__EXERCISE__: Look through the entries for the string "BigUint", and copy each line that holds it.

__DATA__:
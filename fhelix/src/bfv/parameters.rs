use std::sync::Arc;

use fhelix_ring::{generate_primes, Ring};
use num_bigint::BigUint;
use num_traits::ToPrimitive;
use serde::{Deserialize, Serialize};
use tracing::debug;

use crate::{Error, Result};

/// Policy for the scale-and-round step closing a BFV multiplication.
#[derive(Debug, Clone, Copy, PartialEq, Eq, Serialize, Deserialize)]
pub enum ScaleRoundPolicy {
	/// Multiply the extended tensor by t before dividing by Q. Lower noise,
	/// but requires the auxiliary basis to absorb an extra factor of t.
	MulThenDown,
	/// Divide by Q first, then multiply by t. Adds noise on the order of
	/// |t| but only needs the auxiliary basis to cover Q itself.
	DownThenMul,
}

/// Parameters of the BFV scheme: ring degree, ciphertext chain Q, key-switch
/// extension P, the auxiliary multiplication basis Q', and the plaintext
/// modulus t, together with every ring and constant derived from them.
#[derive(Debug, Clone)]
pub struct BfvParameters {
	pub(crate) n: usize,
	pub(crate) log_n: usize,
	pub(crate) t: u64,
	pub(crate) sigma: f64,
	pub(crate) policy: ScaleRoundPolicy,

	pub(crate) moduli_q: Vec<u64>,
	pub(crate) moduli_p: Vec<u64>,
	pub(crate) moduli_qmul: Vec<u64>,

	pub(crate) ring_q: Arc<Ring>,
	pub(crate) ring_qmul: Arc<Ring>,
	pub(crate) ring_p: Arc<Ring>,
	pub(crate) ring_qp: Arc<Ring>,
	/// NTT over Z_t, present when t supports batching (t = 1 mod 2n).
	pub(crate) ring_t: Option<Arc<Ring>>,

	/// P mod q_j, the in-block gadget residue for key generation.
	pub(crate) p_mod_q: Vec<u64>,
	/// -t^-1 mod q_j, the plaintext scale-up factor.
	pub(crate) delta_mod_q: Vec<u64>,
	/// Q mod t.
	pub(crate) q_mod_t: u64,
}

impl BfvParameters {
	/// Ring degree n.
	pub fn degree(&self) -> usize {
		self.n
	}

	/// Plaintext modulus t.
	pub fn plaintext_modulus(&self) -> u64 {
		self.t
	}

	/// Ciphertext moduli chain Q.
	pub fn moduli(&self) -> &[u64] {
		&self.moduli_q
	}

	/// Key-switch extension chain P.
	pub fn extension_moduli(&self) -> &[u64] {
		&self.moduli_p
	}

	/// Number of primes per gadget block.
	pub fn alpha(&self) -> usize {
		self.moduli_p.len()
	}

	/// Number of gadget blocks.
	pub fn beta(&self) -> usize {
		self.moduli_q.len().div_ceil(self.moduli_p.len())
	}

	pub(crate) fn two_n(&self) -> u64 {
		2 * self.n as u64
	}

	/// Galois element of the column rotation by `k` slots to the left.
	pub fn galois_element_for_column_rotation(&self, k: usize) -> u64 {
		pow_mod_u64(fhelix_ring::GALOIS_GEN, k as u64, self.two_n())
	}

	/// Galois element of the inverse generator, for right rotations.
	pub(crate) fn galois_generator_inverse(&self) -> u64 {
		// 5 has order n/2 in (Z/2nZ)*.
		pow_mod_u64(fhelix_ring::GALOIS_GEN, (self.n as u64 >> 1) - 1, self.two_n())
	}

	/// Galois element of the row swap.
	pub fn galois_element_row_swap(&self) -> u64 {
		self.two_n() - 1
	}
}

pub(crate) fn pow_mod_u64(base: u64, mut e: u64, m: u64) -> u64 {
	let mut acc = 1u64;
	let mut b = base % m;
	while e > 0 {
		if e & 1 == 1 {
			acc = (acc as u128 * b as u128 % m as u128) as u64;
		}
		b = (b as u128 * b as u128 % m as u128) as u64;
		e >>= 1;
	}
	acc
}

/// Builder for [`BfvParameters`].
#[derive(Debug, Clone, Default)]
pub struct BfvParametersBuilder {
	log_n: Option<usize>,
	plaintext_modulus: Option<u64>,
	moduli_sizes: Vec<usize>,
	extension_sizes: Vec<usize>,
	sigma: Option<f64>,
	policy: Option<ScaleRoundPolicy>,
}

impl BfvParametersBuilder {
	pub fn new() -> Self {
		Self::default()
	}

	/// Sets the base-two logarithm of the ring degree.
	pub fn log_n(mut self, log_n: usize) -> Self {
		self.log_n = Some(log_n);
		self
	}

	/// Sets the plaintext modulus t.
	pub fn plaintext_modulus(mut self, t: u64) -> Self {
		self.plaintext_modulus = Some(t);
		self
	}

	/// Sets the bit sizes of the ciphertext moduli q_i.
	pub fn moduli_sizes(mut self, sizes: &[usize]) -> Self {
		self.moduli_sizes = sizes.to_vec();
		self
	}

	/// Sets the bit sizes of the key-switch extension moduli p_j.
	pub fn extension_sizes(mut self, sizes: &[usize]) -> Self {
		self.extension_sizes = sizes.to_vec();
		self
	}

	/// Sets the standard deviation of the error distribution.
	pub fn sigma(mut self, sigma: f64) -> Self {
		self.sigma = Some(sigma);
		self
	}

	/// Selects the scale-and-round policy for multiplications.
	pub fn scale_round_policy(mut self, policy: ScaleRoundPolicy) -> Self {
		self.policy = Some(policy);
		self
	}

	pub fn build(self) -> Result<Arc<BfvParameters>> {
		let log_n = self
			.log_n
			.ok_or_else(|| Error::InvalidParameters("log_n must be set".into()))?;
		if !(4..=16).contains(&log_n) {
			return Err(Error::InvalidParameters(format!(
				"log_n must be in 4..=16, got {log_n}"
			)));
		}
		let n = 1usize << log_n;

		let t = self
			.plaintext_modulus
			.ok_or_else(|| Error::InvalidParameters("plaintext_modulus must be set".into()))?;

		if self.moduli_sizes.is_empty() {
			return Err(Error::InvalidParameters("at least one ciphertext modulus is required".into()));
		}
		for s in self.moduli_sizes.iter().chain(&self.extension_sizes) {
			if !(10..=60).contains(s) {
				return Err(Error::InvalidParameters(format!(
					"moduli sizes must be in 10..=60 bits, got {s}"
				)));
			}
		}

		let sigma = self.sigma.unwrap_or(3.2);
		if sigma <= 0.0 {
			return Err(Error::InvalidParameters("sigma must be positive".into()));
		}

		let extension_sizes = if self.extension_sizes.is_empty() {
			vec![60]
		} else {
			self.extension_sizes
		};

		let mut taken: Vec<u64> = vec![];
		let moduli_q = generate_chain(&self.moduli_sizes, n, &mut taken)?;
		if moduli_q.iter().any(|&q| q <= t) {
			return Err(Error::InvalidParameters(
				"every ciphertext modulus must exceed the plaintext modulus".into(),
			));
		}
		let moduli_p = generate_chain(&extension_sizes, n, &mut taken)?;
		// The auxiliary basis must dominate Q so that the tensor product of
		// two centered ciphertexts is exact over Q * Q'.
		let moduli_qmul = generate_chain(&vec![60; moduli_q.len() + 1], n, &mut taken)?;

		let ring_q = Arc::new(Ring::new(n, &moduli_q)?);
		let ring_qmul = Arc::new(Ring::new(n, &moduli_qmul)?);
		let ring_p = Arc::new(Ring::new(n, &moduli_p)?);
		let mut qp = moduli_q.clone();
		qp.extend_from_slice(&moduli_p);
		let ring_qp = Arc::new(Ring::new(n, &qp)?);
		let ring_t = Ring::new(n, &[t]).ok().map(Arc::new);

		let p_big: BigUint = moduli_p.iter().product();
		let p_mod_q = ring_q
			.moduli()
			.iter()
			.map(|m| (&p_big % m.modulus()).to_u64().unwrap())
			.collect();

		let q_big = ring_q.modulus_big().clone();
		let q_mod_t = (&q_big % t).to_u64().unwrap();
		let delta_mod_q = ring_q
			.moduli()
			.iter()
			.map(|m| m.neg(m.inv(m.reduce(t))))
			.collect();

		debug!(
			n,
			t,
			moduli_q = moduli_q.len(),
			moduli_p = moduli_p.len(),
			"built BFV parameters"
		);

		Ok(Arc::new(BfvParameters {
			n,
			log_n,
			t,
			sigma,
			policy: self.policy.unwrap_or(ScaleRoundPolicy::DownThenMul),
			moduli_q,
			moduli_p,
			moduli_qmul,
			ring_q,
			ring_qmul,
			ring_p,
			ring_qp,
			ring_t,
			p_mod_q,
			delta_mod_q,
			q_mod_t,
		}))
	}
}

pub(crate) fn generate_chain(sizes: &[usize], n: usize, taken: &mut Vec<u64>) -> Result<Vec<u64>> {
	let mut chain = Vec::with_capacity(sizes.len());
	for &size in sizes {
		let p = generate_primes(size, n, 1, taken)?[0];
		taken.push(p);
		chain.push(p);
	}
	Ok(chain)
}

#[cfg(test)]
mod tests {
	use super::*;

	#[test]
	fn builder_validates() {
		assert!(BfvParametersBuilder::new().build().is_err());
		assert!(BfvParametersBuilder::new().log_n(2).plaintext_modulus(65537).build().is_err());
		assert!(BfvParametersBuilder::new()
			.log_n(5)
			.plaintext_modulus(65537)
			.moduli_sizes(&[8])
			.build()
			.is_err());
	}

	#[test]
	fn builds_distinct_chains() {
		let params = BfvParametersBuilder::new()
			.log_n(5)
			.plaintext_modulus(65537)
			.moduli_sizes(&[50, 50])
			.build()
			.unwrap();
		let mut all = params.moduli_q.clone();
		all.extend_from_slice(&params.moduli_p);
		all.extend_from_slice(&params.moduli_qmul);
		let count = all.len();
		all.sort_unstable();
		all.dedup();
		assert_eq!(all.len(), count);
		assert!(params.ring_t.is_some());
		assert_eq!(params.beta(), 2);
	}

	#[test]
	fn galois_elements() {
		let params = BfvParametersBuilder::new()
			.log_n(5)
			.plaintext_modulus(65537)
			.moduli_sizes(&[50])
			.build()
			.unwrap();
		assert_eq!(params.galois_element_for_column_rotation(1), 5);
		assert_eq!(params.galois_element_row_swap(), 63);
		let g = fhelix_ring::GALOIS_GEN;
		let inv = params.galois_generator_inverse();
		assert_eq!(g * inv % params.two_n(), 1);
	}
}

__WRITTEN ANSWER__:
use num_bigint::BigUint;
		let p_big: BigUint = moduli_p.iter().product();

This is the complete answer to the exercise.